Collected data entries:
=== Section Start ===

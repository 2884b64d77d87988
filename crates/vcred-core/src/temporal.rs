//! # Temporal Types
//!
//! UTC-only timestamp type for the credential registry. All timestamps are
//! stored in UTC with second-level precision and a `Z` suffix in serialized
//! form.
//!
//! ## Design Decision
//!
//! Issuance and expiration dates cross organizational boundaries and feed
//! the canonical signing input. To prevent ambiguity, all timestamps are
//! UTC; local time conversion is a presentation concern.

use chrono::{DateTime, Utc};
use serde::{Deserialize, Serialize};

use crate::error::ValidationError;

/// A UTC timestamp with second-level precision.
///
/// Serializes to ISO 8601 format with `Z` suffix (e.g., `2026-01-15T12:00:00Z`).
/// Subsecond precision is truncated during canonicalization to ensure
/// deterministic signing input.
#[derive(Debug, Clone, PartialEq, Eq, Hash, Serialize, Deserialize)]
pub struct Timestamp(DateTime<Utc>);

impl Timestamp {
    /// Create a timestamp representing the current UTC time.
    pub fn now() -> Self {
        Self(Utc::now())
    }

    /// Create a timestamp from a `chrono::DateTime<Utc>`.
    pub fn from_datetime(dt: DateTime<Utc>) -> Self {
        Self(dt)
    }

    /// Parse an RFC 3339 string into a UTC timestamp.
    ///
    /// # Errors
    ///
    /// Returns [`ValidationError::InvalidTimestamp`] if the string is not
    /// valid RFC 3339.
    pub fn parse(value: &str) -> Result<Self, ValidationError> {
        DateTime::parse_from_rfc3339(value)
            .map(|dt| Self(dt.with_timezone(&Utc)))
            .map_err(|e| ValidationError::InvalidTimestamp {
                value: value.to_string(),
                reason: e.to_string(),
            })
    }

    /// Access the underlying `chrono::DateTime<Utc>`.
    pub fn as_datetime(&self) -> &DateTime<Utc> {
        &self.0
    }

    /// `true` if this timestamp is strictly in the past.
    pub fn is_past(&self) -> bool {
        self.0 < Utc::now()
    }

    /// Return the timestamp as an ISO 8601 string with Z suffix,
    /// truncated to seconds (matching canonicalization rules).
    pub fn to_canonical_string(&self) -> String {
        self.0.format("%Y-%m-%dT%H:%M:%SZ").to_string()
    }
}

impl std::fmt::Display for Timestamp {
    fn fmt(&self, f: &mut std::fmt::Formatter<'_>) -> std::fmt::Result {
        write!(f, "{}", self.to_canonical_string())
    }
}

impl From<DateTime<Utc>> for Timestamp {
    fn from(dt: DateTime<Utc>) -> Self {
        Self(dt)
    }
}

=== Section End ===
=== Section Start ===

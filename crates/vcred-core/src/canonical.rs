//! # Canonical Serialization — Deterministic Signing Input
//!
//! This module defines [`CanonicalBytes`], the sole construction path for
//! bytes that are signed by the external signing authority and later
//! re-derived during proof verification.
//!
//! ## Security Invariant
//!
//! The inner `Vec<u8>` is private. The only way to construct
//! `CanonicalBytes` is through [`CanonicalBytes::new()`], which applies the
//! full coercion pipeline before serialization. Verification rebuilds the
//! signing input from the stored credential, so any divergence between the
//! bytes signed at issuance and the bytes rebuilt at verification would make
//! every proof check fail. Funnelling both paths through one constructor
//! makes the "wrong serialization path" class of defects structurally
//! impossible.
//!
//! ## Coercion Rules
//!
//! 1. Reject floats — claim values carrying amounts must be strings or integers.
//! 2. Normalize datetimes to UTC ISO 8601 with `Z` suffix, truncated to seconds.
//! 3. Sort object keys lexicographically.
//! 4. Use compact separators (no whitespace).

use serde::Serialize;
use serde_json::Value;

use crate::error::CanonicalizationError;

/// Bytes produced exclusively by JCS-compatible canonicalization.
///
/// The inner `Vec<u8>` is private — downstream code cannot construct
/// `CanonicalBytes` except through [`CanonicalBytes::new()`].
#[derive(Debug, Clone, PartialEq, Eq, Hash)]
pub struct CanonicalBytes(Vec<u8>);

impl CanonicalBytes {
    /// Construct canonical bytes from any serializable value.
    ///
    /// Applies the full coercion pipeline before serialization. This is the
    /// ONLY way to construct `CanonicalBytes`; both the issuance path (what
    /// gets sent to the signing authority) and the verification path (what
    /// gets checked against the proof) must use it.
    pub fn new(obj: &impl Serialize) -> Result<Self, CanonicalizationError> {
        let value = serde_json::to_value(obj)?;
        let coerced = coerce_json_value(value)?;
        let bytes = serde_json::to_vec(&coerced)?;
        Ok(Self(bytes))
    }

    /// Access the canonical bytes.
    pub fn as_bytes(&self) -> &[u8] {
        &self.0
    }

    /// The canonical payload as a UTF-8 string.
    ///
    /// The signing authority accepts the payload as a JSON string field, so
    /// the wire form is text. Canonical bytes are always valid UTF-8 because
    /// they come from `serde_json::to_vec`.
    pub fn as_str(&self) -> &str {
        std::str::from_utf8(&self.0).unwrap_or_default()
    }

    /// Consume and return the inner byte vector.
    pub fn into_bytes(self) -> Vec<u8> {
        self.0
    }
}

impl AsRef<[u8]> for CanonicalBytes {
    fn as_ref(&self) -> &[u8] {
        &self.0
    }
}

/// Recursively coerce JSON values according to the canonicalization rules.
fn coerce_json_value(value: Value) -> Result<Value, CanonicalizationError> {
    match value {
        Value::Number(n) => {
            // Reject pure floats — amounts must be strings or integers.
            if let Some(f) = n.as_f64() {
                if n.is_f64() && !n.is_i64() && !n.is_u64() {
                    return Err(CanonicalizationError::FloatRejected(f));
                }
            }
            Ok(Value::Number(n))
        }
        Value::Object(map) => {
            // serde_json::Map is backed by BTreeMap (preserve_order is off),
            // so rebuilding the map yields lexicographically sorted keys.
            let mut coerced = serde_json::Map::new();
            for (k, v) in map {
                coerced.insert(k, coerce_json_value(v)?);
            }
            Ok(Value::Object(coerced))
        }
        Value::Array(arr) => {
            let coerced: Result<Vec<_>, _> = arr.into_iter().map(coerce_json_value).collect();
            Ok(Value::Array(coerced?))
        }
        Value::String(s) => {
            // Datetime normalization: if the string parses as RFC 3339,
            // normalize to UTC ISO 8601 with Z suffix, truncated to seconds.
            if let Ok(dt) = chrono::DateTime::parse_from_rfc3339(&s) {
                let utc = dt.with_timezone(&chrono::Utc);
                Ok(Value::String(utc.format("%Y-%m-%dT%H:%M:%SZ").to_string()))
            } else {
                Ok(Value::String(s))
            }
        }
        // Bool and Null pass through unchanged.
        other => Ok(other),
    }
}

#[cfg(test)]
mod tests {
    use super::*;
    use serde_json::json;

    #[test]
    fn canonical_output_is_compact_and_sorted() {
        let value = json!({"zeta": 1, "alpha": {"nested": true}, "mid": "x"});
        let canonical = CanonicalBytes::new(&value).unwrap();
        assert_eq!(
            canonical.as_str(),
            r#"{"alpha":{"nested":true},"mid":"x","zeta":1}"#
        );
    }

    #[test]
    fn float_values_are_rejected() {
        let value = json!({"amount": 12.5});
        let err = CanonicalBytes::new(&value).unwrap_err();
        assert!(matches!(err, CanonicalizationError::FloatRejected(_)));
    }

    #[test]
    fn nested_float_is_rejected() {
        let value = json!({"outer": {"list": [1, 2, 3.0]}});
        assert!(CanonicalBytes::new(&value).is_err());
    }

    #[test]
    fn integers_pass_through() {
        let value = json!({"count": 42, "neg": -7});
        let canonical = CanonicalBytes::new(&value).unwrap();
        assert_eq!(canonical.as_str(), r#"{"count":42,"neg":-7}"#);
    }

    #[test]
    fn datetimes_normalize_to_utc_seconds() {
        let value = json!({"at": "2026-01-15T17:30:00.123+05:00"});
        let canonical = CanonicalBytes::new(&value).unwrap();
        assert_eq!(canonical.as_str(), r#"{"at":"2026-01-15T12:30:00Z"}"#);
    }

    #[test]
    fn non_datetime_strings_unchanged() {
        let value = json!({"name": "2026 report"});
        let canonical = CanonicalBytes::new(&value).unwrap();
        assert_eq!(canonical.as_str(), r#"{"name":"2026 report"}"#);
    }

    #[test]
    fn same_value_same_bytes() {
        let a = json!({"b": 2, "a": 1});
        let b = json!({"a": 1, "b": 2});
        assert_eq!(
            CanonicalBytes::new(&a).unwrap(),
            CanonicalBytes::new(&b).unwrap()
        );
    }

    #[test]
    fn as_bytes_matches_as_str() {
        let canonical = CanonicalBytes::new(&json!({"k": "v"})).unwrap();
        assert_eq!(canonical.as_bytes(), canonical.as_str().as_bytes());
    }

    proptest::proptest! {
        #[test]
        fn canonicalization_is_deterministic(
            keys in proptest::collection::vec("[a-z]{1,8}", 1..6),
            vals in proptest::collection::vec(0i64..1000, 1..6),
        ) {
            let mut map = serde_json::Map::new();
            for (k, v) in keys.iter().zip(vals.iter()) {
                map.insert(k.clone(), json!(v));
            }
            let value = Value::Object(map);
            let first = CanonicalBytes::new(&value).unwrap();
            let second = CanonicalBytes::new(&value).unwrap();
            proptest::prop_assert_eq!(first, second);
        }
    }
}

=== Section End ===
=== Section Start ===

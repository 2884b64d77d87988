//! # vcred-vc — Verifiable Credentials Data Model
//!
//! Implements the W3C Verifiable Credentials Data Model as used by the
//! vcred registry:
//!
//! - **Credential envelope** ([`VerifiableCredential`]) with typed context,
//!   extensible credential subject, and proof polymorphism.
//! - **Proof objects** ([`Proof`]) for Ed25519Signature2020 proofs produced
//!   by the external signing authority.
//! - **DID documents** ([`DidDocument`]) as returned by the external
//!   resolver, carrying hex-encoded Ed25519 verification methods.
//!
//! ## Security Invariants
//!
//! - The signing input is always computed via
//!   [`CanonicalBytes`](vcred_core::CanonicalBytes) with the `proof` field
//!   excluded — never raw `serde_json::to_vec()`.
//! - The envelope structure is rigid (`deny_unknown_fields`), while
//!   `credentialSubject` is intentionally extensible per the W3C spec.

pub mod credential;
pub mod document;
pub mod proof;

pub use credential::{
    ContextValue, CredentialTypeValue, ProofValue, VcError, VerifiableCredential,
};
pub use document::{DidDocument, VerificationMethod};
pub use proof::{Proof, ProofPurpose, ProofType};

=== Section End ===

PROBLEM DESCRIPTION →
Wherever a line holds the word "always", copy that line out of the entries above.

PROBLEM SOLUTION →
    /// the wire form is text. Canonical bytes are always valid UTF-8 because
//! - The signing input is always computed via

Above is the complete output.